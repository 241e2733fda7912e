//! Integration tests for cartsync.
//!
//! # Running Tests
//!
//! ```bash
//! # Scenario tests against in-memory collaborators
//! cargo test -p cartsync-integration-tests
//!
//! # Include the tests that talk to a running backend
//! CART_SERVER_URL=http://localhost:3000 cargo test -p cartsync-integration-tests -- --ignored
//! ```
//!
//! # Test Categories
//!
//! - `cart_lifecycle` - hydration, login merge, logout clear
//! - `persistence` - debounced writes and their destinations
//! - `cms_client` - HTTP client against a live backend (ignored by default)
//!
//! This crate exposes the in-memory backend the scenario tests share.

use std::collections::HashMap;
use std::sync::atomic::{AtomicBool, AtomicUsize, Ordering};
use std::sync::{Arc, Mutex, PoisonError};
use std::time::Duration;

use async_trait::async_trait;

use cartsync::cms::{CmsError, ProductCatalog, UserCartStore};
use cartsync::storage::{CART_KEY, LocalStore, MemoryStore};
use cartsync::{AuthState, AuthUser, CartProvider};
use cartsync_core::{Cart, CartItem, PersistedCart, ProductId, ProductSnapshot, UserId};

/// Debounce window used by [`TestContext`].
pub const WINDOW: Duration = Duration::from_millis(1000);

/// In-memory stand-in for the CMS backend.
///
/// Serves a fixed product catalog and keeps one stored cart per user.
#[derive(Default)]
pub struct FakeBackend {
    products: Mutex<HashMap<ProductId, ProductSnapshot>>,
    user_carts: Mutex<HashMap<UserId, PersistedCart>>,
    persist_calls: Mutex<Vec<(UserId, PersistedCart)>>,
    fetches: AtomicUsize,
    fetch_delay: Mutex<Option<Duration>>,
    persist_delay: Mutex<Option<Duration>>,
    fail_persist: AtomicBool,
}

impl FakeBackend {
    /// Add a product priced in cents.
    pub fn add_product(&self, id: &str, title: &str, cents: i64) {
        let id = product_id(id);
        let price = format!(r#"{{"data":[{{"unit_amount":{cents}}}]}}"#);
        let mut product = ProductSnapshot::new(id.clone(), Some(price));
        product.title = Some(title.to_string());
        lock(&self.products).insert(id, product);
    }

    /// Remove a product so fetching it fails.
    pub fn remove_product(&self, id: &str) {
        lock(&self.products).remove(&product_id(id));
    }

    /// Delay every product fetch, to observe the provider mid-hydration.
    pub fn set_fetch_delay(&self, delay: Duration) {
        *lock(&self.fetch_delay) = Some(delay);
    }

    /// Delay every remote cart write, to overlap it with later changes.
    pub fn set_persist_delay(&self, delay: Duration) {
        *lock(&self.persist_delay) = Some(delay);
    }

    /// Make every remote cart write fail (or succeed again).
    pub fn set_persist_failing(&self, failing: bool) {
        self.fail_persist.store(failing, Ordering::SeqCst);
    }

    /// Every remote cart write attempted, in order.
    pub fn persist_calls(&self) -> Vec<(UserId, PersistedCart)> {
        lock(&self.persist_calls).clone()
    }

    /// Number of product fetches served.
    pub fn fetch_count(&self) -> usize {
        self.fetches.load(Ordering::SeqCst)
    }

    /// The cart stored on a user record.
    pub fn stored_cart(&self, user: &str) -> Option<PersistedCart> {
        lock(&self.user_carts).get(&user_id(user)).cloned()
    }

    /// Seed a user's stored cart.
    pub fn seed_user_cart(&self, user: &str, items: &[(&str, u32)]) {
        lock(&self.user_carts).insert(user_id(user), flat(items));
    }

    /// The auth state the backend would report for a signed-in user.
    pub fn login(&self, user: &str) -> AuthState {
        let stored = self.stored_cart(user).map(Cart::from).unwrap_or_default();
        AuthState::LoggedIn(AuthUser::new(user_id(user)).with_cart(stored))
    }
}

#[async_trait]
impl ProductCatalog for FakeBackend {
    async fn fetch_product(&self, id: &ProductId) -> Result<ProductSnapshot, CmsError> {
        self.fetches.fetch_add(1, Ordering::SeqCst);
        let delay = *lock(&self.fetch_delay);
        if let Some(delay) = delay {
            tokio::time::sleep(delay).await;
        }
        lock(&self.products)
            .get(id)
            .cloned()
            .ok_or_else(|| CmsError::NotFound(format!("product {id}")))
    }
}

#[async_trait]
impl UserCartStore for FakeBackend {
    async fn persist_user_cart(
        &self,
        user: &UserId,
        cart: &PersistedCart,
    ) -> Result<(), CmsError> {
        lock(&self.persist_calls).push((user.clone(), cart.clone()));
        let delay = *lock(&self.persist_delay);
        if let Some(delay) = delay {
            tokio::time::sleep(delay).await;
        }
        if self.fail_persist.load(Ordering::SeqCst) {
            return Err(CmsError::Api {
                status: 503,
                message: "backend unavailable".to_string(),
            });
        }
        lock(&self.user_carts).insert(user.clone(), cart.clone());
        Ok(())
    }
}

/// A provider wired to a [`FakeBackend`] and an in-memory local store.
pub struct TestContext {
    pub backend: Arc<FakeBackend>,
    pub local: Arc<MemoryStore>,
    pub provider: CartProvider,
}

impl TestContext {
    /// Backend with products `p1` ($10.00), `p2` ($2.50) and `p3` ($0.99).
    #[must_use]
    pub fn new() -> Self {
        Self::with_local(MemoryStore::new())
    }

    /// Like [`TestContext::new`] with a guest draft already stored.
    #[must_use]
    pub fn with_guest_draft(items: &[(&str, u32)]) -> Self {
        let payload = serde_json::to_string(&flat(items)).unwrap_or_default();
        Self::with_local(MemoryStore::with_entry(CART_KEY, &payload))
    }

    fn with_local(local: MemoryStore) -> Self {
        let backend = Arc::new(FakeBackend::default());
        backend.add_product("p1", "Pineapple", 1000);
        backend.add_product("p2", "Mango", 250);
        backend.add_product("p3", "Lime", 99);

        let local = Arc::new(local);
        let provider = CartProvider::new(backend.clone(), backend.clone(), local.clone(), WINDOW);
        Self {
            backend,
            local,
            provider,
        }
    }

    /// A second provider sharing this context's backend and local store,
    /// as after a page reload.
    #[must_use]
    pub fn reload(&self) -> CartProvider {
        CartProvider::new(
            self.backend.clone(),
            self.backend.clone(),
            self.local.clone(),
            WINDOW,
        )
    }

    /// The guest draft in local storage, decoded.
    #[must_use]
    pub fn local_draft(&self) -> Option<PersistedCart> {
        let raw = self.local.get(CART_KEY).ok()??;
        serde_json::from_str(&raw).ok()
    }

    /// Fetch a product from the backend for adding to the cart.
    ///
    /// # Panics
    ///
    /// Panics if the product is not in the catalog.
    pub async fn product(&self, id: &str) -> ProductSnapshot {
        match self.backend.fetch_product(&product_id(id)).await {
            Ok(product) => product,
            Err(e) => panic!("test product {id} missing: {e}"),
        }
    }

    /// Add `quantity` of a resolved product.
    pub async fn add(&self, id: &str, quantity: u32) {
        let product = self.product(id).await;
        self.provider.add_item(CartItem::new(product, quantity));
    }

    /// Let the debounce window elapse.
    pub async fn settle(&self) {
        tokio::time::sleep(WINDOW + Duration::from_millis(50)).await;
    }
}

impl Default for TestContext {
    fn default() -> Self {
        Self::new()
    }
}

/// Product id from a test literal.
///
/// # Panics
///
/// Panics on a blank id.
#[must_use]
pub fn product_id(id: &str) -> ProductId {
    match ProductId::parse(id) {
        Ok(id) => id,
        Err(e) => panic!("bad test product id {id:?}: {e}"),
    }
}

/// User id from a test literal.
///
/// # Panics
///
/// Panics on a blank id.
#[must_use]
pub fn user_id(id: &str) -> UserId {
    match UserId::parse(id) {
        Ok(id) => id,
        Err(e) => panic!("bad test user id {id:?}: {e}"),
    }
}

/// A flattened cart from `(product, quantity)` pairs.
#[must_use]
pub fn flat(items: &[(&str, u32)]) -> PersistedCart {
    Cart::from_items(
        items
            .iter()
            .map(|(id, quantity)| CartItem::new(product_id(id), *quantity)),
    )
    .flatten()
}

/// Quantities per product id, in cart order.
#[must_use]
pub fn quantities(cart: &Cart) -> Vec<(String, u32)> {
    cart.items()
        .iter()
        .map(|item| (item.product_id().to_string(), item.quantity.get()))
        .collect()
}

fn lock<T>(mutex: &Mutex<T>) -> std::sync::MutexGuard<'_, T> {
    mutex.lock().unwrap_or_else(PoisonError::into_inner)
}
//! Cartsync Core - Shared types library.
//!
//! This crate provides the cart data model used across all cartsync components:
//! - `cartsync` - Cart synchronization engine (reducer, persistence, hydration)
//! - `cartsync-cli` - Command-line driver for a live storefront backend
//!
//! # Architecture
//!
//! The core crate contains only types and pure helpers - no I/O, no HTTP
//! clients, no timers. This keeps it lightweight and allows it to be used anywhere.
//!
//! # Modules
//!
//! - [`types`] - Newtype wrappers for ids, quantities, money, products and carts

#![cfg_attr(not(test), forbid(unsafe_code))]

pub mod types;

pub use types::*;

> [The task]
Every line of the records above where the string "insert" is found should be copied.

> [Output below]
        lock(&self.products).insert(id, product);
        lock(&self.user_carts).insert(user_id(user), flat(items));
        lock(&self.user_carts).insert(user.clone(), cart.clone());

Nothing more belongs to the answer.